◆ Task brief ◆
Bring together every line in the data that includes "timestamps".

::::::::::

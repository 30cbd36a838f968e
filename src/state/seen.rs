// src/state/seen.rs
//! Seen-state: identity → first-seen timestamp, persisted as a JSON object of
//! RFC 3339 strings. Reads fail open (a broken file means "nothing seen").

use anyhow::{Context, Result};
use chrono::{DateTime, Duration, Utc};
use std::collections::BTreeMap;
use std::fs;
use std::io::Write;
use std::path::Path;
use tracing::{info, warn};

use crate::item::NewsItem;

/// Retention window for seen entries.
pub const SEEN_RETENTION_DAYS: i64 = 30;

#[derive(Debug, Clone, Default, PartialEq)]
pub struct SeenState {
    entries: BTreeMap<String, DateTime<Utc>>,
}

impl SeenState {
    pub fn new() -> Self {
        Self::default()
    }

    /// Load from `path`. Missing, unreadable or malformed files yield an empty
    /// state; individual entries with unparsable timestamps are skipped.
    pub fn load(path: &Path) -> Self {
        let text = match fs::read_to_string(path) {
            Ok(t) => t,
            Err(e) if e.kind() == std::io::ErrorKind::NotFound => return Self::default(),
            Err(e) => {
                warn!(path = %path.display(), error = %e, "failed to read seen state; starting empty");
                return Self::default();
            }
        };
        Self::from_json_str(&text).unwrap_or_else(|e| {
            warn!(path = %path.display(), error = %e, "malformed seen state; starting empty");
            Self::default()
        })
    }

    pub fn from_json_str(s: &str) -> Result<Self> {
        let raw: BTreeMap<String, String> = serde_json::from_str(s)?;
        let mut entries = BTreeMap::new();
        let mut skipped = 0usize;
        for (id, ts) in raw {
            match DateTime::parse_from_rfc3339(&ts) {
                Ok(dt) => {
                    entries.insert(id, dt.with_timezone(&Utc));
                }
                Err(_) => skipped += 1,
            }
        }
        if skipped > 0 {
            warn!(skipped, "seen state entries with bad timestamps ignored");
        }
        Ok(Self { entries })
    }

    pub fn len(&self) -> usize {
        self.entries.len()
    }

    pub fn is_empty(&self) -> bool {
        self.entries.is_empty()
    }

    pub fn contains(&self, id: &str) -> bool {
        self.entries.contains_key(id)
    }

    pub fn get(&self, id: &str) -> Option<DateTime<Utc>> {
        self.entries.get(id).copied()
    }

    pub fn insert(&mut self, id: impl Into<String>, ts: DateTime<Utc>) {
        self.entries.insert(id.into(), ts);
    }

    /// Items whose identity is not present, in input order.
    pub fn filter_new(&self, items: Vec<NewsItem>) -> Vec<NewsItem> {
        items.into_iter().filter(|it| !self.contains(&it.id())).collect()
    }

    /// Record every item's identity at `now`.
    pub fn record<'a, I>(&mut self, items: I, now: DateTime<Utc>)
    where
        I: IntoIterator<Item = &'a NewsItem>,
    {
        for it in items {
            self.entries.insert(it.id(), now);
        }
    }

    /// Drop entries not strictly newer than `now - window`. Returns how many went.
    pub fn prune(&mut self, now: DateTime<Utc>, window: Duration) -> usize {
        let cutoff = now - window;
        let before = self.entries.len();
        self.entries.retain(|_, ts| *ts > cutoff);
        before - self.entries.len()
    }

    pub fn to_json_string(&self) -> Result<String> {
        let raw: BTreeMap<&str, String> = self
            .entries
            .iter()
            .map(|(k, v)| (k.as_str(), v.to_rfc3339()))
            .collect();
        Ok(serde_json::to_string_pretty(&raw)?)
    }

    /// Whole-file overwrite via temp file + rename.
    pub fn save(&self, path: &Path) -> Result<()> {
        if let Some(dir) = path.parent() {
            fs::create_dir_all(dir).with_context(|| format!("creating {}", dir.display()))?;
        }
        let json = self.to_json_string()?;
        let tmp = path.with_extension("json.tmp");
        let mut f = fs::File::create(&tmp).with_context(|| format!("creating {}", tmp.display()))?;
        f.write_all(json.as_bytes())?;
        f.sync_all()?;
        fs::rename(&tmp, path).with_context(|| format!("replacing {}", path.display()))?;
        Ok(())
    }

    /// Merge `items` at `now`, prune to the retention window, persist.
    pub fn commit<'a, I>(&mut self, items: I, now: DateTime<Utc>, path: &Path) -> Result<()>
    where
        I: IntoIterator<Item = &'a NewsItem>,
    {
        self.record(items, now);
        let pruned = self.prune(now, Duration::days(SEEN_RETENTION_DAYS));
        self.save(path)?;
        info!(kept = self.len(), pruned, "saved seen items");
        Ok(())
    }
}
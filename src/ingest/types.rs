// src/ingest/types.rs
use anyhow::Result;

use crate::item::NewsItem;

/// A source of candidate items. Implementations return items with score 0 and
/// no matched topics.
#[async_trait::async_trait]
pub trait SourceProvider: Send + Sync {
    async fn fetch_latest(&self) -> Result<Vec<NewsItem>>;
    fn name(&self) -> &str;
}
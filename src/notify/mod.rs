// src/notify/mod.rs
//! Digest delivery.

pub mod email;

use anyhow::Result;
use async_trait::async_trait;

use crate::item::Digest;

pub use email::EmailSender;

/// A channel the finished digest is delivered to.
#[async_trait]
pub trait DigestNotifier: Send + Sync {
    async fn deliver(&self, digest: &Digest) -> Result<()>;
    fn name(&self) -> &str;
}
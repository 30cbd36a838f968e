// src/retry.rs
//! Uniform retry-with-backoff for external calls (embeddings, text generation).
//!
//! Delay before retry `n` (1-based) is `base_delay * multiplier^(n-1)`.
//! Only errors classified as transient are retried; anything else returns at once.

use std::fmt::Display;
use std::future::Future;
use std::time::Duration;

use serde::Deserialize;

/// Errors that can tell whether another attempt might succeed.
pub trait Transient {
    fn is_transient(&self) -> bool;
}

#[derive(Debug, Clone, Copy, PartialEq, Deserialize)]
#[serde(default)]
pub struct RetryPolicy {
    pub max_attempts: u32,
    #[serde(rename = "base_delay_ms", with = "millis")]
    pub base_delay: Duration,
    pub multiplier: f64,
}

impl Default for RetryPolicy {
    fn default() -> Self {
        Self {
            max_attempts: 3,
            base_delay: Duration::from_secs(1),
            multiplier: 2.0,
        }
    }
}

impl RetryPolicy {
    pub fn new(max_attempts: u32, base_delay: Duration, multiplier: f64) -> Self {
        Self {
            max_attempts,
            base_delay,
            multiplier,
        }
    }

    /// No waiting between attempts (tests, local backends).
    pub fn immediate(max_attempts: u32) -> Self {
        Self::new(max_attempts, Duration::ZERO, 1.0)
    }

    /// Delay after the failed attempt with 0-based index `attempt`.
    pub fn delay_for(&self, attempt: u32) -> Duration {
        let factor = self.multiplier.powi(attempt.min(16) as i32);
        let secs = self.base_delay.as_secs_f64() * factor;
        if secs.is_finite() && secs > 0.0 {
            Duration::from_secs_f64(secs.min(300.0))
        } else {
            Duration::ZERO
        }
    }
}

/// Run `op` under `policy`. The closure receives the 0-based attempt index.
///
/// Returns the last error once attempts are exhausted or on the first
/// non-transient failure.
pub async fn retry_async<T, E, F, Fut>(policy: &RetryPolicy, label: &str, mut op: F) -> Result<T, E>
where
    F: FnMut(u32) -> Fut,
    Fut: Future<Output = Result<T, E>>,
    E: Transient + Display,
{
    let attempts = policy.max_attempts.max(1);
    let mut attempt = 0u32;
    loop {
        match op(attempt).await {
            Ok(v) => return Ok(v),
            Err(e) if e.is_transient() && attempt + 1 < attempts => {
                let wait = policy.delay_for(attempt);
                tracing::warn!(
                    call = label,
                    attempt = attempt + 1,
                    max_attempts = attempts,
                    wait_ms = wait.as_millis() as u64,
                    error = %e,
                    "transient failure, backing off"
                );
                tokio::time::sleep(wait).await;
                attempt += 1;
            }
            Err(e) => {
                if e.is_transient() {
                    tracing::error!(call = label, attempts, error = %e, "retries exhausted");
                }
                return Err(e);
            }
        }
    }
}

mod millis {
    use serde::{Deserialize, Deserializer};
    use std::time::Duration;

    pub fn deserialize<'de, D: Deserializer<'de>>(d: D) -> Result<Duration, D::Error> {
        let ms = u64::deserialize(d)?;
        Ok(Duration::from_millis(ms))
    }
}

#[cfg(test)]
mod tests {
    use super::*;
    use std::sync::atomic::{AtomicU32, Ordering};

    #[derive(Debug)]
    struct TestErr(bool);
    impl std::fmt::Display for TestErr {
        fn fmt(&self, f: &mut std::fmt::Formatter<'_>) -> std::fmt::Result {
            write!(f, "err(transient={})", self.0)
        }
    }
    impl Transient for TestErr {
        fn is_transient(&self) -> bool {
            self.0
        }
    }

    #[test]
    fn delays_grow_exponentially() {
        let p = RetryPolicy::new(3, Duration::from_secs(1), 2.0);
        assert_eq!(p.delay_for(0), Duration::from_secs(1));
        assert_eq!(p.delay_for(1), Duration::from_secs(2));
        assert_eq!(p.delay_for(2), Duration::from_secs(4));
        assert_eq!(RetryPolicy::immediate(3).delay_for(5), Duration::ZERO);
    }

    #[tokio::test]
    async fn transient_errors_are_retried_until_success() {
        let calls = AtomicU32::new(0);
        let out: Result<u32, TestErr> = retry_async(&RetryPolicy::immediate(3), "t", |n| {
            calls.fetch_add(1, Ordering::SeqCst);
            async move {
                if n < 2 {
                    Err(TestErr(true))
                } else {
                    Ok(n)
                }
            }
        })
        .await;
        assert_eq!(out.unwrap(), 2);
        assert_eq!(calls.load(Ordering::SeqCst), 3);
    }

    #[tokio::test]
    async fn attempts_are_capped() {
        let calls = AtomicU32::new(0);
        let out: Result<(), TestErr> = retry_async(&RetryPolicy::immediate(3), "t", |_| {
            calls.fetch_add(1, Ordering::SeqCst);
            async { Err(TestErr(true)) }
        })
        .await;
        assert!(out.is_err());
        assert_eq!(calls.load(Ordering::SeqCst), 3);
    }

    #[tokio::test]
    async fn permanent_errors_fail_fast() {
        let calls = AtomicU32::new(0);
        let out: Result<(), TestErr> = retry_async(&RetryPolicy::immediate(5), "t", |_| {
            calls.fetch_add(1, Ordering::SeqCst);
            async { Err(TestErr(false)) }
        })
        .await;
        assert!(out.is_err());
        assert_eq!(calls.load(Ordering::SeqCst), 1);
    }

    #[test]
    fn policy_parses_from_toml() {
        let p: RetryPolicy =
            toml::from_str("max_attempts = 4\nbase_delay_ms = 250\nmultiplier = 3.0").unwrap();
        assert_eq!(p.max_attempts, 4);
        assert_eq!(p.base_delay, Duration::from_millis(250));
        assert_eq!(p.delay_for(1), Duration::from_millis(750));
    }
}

::::::::::

◆ Task response ◆
    /// state; individual entries with unparsable timestamps are skipped.
            warn!(skipped, "seen state entries with bad timestamps ignored");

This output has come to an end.